Input data |
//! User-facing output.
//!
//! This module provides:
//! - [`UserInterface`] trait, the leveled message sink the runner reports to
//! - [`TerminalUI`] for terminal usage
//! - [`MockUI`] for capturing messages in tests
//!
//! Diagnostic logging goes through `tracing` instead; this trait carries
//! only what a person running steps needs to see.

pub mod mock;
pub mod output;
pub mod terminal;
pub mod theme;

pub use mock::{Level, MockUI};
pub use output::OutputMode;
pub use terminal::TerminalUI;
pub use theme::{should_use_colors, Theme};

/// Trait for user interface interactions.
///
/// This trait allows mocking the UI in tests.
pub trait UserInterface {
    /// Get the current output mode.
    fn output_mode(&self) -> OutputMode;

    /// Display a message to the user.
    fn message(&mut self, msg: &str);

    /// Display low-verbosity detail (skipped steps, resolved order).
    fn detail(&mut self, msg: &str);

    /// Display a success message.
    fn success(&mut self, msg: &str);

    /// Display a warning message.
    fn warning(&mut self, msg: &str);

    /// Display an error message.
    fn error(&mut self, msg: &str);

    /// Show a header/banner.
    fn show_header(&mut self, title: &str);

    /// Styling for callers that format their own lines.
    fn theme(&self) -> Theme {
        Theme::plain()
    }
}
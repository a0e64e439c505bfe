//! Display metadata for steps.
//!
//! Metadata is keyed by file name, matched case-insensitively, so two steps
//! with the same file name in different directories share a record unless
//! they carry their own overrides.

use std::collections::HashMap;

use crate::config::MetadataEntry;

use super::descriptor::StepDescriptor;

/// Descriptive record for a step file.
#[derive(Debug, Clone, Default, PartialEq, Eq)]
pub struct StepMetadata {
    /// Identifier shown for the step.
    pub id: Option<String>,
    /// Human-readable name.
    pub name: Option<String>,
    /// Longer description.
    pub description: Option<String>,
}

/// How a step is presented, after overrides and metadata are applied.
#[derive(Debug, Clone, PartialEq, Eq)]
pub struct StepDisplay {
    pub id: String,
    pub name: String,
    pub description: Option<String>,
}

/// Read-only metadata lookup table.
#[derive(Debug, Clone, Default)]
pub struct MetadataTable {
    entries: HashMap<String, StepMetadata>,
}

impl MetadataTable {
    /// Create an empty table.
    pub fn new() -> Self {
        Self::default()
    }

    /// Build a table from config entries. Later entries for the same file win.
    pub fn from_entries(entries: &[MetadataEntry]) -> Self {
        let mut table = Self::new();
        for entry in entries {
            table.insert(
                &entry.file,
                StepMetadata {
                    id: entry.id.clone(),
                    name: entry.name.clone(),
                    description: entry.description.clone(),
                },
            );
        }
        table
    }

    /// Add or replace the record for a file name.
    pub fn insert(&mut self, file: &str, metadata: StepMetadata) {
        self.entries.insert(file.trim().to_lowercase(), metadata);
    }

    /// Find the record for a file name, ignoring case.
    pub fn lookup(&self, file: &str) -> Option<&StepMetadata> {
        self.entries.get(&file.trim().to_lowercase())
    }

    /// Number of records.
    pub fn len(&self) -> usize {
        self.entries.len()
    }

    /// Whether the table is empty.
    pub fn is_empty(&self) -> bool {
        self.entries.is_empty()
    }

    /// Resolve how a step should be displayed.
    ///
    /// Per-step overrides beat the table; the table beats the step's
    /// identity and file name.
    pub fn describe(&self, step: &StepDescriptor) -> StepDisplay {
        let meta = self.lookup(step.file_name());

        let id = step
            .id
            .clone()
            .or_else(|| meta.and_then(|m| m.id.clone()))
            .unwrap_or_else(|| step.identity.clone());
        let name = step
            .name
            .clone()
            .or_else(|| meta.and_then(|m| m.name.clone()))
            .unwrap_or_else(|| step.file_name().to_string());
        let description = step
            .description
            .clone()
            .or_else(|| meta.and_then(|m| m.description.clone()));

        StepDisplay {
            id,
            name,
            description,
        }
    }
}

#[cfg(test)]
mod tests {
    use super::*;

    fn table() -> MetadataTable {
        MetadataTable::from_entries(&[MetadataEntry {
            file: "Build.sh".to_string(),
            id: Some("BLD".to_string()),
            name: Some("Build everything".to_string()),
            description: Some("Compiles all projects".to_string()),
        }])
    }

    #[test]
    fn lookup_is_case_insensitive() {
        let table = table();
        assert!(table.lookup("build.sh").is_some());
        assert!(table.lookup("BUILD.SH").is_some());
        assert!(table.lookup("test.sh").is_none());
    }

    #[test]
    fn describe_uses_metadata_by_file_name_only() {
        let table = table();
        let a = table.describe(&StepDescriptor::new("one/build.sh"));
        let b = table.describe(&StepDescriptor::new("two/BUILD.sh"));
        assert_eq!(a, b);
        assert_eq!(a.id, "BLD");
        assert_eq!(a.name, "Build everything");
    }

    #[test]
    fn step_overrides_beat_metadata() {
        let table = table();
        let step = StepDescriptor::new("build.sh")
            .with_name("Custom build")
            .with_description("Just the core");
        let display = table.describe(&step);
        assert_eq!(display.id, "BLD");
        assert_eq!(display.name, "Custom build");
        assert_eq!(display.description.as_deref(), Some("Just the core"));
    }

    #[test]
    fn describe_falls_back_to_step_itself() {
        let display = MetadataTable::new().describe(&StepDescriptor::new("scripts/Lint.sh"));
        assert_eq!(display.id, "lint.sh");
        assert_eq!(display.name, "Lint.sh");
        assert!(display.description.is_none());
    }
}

--

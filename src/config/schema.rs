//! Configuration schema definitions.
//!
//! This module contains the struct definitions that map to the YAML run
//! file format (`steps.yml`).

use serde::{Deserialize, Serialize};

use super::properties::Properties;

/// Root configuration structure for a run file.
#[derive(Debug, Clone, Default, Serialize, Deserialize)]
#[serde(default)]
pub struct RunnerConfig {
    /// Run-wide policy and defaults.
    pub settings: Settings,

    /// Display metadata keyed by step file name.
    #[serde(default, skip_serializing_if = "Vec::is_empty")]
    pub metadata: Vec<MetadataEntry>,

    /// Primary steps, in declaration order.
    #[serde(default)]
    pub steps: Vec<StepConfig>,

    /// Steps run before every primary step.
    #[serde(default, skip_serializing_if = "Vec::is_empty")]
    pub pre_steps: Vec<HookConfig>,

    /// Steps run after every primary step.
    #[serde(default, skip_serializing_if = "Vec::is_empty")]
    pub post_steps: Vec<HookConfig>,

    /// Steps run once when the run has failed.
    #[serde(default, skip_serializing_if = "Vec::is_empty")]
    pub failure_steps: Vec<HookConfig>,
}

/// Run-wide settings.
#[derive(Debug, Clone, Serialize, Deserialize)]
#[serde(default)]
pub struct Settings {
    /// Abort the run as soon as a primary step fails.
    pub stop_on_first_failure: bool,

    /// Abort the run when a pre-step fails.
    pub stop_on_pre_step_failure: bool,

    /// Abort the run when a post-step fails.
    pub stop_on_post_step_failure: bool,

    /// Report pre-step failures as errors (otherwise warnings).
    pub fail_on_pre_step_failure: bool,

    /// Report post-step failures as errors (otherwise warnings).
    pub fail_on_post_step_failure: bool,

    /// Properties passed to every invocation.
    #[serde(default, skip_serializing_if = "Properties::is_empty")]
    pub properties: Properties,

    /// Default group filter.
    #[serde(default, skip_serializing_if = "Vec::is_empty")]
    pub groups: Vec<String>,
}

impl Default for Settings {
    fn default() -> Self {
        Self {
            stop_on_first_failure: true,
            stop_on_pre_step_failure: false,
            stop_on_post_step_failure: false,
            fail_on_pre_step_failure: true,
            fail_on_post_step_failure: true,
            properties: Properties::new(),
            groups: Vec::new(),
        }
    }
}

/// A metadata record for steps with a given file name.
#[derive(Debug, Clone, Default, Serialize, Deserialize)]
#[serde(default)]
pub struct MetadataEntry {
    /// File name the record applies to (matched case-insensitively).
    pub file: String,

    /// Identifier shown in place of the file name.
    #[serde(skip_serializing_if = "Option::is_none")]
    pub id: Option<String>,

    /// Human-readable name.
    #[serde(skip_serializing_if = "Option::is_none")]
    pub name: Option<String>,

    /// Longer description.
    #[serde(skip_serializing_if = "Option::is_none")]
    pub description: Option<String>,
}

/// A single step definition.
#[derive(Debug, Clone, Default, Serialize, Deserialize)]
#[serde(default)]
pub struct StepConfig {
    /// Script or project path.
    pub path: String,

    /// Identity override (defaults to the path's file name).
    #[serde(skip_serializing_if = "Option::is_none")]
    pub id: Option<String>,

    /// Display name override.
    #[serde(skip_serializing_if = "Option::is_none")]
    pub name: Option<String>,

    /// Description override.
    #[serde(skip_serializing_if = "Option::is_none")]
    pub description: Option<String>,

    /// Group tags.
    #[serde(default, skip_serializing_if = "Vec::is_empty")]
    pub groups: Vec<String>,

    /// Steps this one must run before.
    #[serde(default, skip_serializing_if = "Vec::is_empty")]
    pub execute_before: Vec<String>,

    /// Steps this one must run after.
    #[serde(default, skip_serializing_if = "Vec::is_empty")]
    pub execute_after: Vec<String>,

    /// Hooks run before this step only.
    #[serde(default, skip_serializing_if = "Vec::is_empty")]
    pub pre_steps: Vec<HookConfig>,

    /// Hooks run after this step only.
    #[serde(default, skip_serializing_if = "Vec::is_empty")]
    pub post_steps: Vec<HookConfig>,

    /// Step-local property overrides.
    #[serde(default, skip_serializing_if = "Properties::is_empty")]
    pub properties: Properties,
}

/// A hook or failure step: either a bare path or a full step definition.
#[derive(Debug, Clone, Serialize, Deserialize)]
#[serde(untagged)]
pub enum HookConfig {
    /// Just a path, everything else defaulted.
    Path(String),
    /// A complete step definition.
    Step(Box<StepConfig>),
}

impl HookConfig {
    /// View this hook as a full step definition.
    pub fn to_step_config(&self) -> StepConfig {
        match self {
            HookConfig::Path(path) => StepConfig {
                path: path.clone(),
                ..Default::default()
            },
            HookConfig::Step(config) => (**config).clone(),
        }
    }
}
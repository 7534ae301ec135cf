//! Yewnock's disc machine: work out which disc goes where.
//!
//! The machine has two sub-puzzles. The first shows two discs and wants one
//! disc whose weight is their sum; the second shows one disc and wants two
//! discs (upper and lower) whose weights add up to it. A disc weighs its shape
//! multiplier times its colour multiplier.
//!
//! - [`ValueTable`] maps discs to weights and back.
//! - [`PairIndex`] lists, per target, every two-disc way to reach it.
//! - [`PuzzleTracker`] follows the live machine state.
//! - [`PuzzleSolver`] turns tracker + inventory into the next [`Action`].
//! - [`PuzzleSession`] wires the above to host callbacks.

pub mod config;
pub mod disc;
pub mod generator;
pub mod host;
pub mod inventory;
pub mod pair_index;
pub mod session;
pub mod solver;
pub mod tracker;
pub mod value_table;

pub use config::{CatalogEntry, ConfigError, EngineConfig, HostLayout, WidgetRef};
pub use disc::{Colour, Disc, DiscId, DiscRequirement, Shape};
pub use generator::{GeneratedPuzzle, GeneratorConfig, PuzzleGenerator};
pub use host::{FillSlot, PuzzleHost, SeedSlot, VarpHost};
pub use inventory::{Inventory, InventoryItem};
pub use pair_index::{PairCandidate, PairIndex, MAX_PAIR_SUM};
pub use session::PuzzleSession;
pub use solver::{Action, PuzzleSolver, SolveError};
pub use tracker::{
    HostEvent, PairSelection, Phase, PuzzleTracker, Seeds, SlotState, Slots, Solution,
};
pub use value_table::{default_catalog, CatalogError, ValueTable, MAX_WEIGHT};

---

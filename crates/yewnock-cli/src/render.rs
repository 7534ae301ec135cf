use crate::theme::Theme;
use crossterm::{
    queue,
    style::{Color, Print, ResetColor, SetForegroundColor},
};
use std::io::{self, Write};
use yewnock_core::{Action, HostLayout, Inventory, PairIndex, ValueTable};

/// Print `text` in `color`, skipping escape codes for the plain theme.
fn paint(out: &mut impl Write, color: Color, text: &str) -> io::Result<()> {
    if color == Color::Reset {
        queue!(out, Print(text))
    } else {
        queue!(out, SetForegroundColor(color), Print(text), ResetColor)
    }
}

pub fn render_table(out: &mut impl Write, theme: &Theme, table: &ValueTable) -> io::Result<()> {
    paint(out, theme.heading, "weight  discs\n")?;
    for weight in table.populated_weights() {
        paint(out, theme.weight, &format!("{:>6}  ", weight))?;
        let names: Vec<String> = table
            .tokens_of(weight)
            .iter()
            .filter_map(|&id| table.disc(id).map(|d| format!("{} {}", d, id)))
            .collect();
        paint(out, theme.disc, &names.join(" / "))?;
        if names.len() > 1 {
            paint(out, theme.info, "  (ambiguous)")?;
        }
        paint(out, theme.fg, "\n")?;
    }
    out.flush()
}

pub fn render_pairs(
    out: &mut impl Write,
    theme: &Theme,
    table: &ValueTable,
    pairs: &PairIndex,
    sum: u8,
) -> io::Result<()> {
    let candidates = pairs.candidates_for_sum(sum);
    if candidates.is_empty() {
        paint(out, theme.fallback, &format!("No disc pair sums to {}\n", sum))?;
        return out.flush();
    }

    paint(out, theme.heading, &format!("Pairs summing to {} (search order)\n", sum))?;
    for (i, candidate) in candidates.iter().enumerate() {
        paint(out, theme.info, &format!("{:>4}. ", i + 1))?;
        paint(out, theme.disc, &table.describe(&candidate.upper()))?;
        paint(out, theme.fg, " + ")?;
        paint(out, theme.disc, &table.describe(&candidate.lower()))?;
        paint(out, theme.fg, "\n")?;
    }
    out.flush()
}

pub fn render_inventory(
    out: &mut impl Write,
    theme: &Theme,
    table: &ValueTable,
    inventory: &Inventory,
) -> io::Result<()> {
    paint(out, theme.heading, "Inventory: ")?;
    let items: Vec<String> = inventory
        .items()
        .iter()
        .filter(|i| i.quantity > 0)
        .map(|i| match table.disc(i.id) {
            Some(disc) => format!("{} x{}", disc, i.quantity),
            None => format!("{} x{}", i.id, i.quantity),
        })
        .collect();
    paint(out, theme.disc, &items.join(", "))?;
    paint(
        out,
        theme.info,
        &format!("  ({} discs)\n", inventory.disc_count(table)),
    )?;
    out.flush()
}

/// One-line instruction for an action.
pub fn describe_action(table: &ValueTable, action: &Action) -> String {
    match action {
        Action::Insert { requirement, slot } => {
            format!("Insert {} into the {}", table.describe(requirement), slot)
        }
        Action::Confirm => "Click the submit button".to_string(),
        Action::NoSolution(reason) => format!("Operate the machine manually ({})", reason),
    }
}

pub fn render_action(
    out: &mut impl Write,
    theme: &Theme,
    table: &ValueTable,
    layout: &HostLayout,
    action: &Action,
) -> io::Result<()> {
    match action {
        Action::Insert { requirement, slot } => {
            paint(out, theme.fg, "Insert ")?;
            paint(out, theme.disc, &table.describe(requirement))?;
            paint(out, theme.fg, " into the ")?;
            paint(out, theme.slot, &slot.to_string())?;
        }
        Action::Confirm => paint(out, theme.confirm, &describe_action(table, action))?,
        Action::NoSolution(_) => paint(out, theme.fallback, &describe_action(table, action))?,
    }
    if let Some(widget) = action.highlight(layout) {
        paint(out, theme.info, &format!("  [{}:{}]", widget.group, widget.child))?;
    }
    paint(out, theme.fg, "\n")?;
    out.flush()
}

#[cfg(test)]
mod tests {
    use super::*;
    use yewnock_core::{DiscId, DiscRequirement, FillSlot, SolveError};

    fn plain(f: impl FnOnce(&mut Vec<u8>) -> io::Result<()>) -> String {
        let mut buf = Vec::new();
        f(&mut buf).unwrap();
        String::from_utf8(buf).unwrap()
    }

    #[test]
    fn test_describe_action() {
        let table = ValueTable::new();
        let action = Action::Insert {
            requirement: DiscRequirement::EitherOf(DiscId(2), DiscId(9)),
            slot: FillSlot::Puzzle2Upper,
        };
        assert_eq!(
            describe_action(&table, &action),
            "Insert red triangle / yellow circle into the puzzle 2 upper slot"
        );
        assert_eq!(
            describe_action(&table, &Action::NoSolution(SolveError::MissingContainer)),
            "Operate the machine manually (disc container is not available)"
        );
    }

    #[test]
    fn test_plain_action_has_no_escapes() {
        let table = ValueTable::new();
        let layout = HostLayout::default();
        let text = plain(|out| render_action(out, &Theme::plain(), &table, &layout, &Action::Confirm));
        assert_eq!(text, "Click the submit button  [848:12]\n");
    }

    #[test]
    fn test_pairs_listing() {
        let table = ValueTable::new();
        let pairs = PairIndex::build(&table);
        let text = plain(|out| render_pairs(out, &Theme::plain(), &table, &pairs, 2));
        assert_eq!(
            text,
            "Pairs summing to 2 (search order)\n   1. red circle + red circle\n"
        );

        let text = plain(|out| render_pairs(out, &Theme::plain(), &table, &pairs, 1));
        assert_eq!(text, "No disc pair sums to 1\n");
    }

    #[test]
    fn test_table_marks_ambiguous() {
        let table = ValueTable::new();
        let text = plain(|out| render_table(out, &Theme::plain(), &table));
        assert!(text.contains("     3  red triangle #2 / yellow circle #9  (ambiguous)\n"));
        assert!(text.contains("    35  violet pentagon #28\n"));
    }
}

Work instruction | Find the lines in the data that include "DiscId", then copy each of them.

Answer below |
pub use disc::{Colour, Disc, DiscId, DiscRequirement, Shape};
    use yewnock_core::{DiscId, DiscRequirement, FillSlot, SolveError};
            requirement: DiscRequirement::EitherOf(DiscId(2), DiscId(9)),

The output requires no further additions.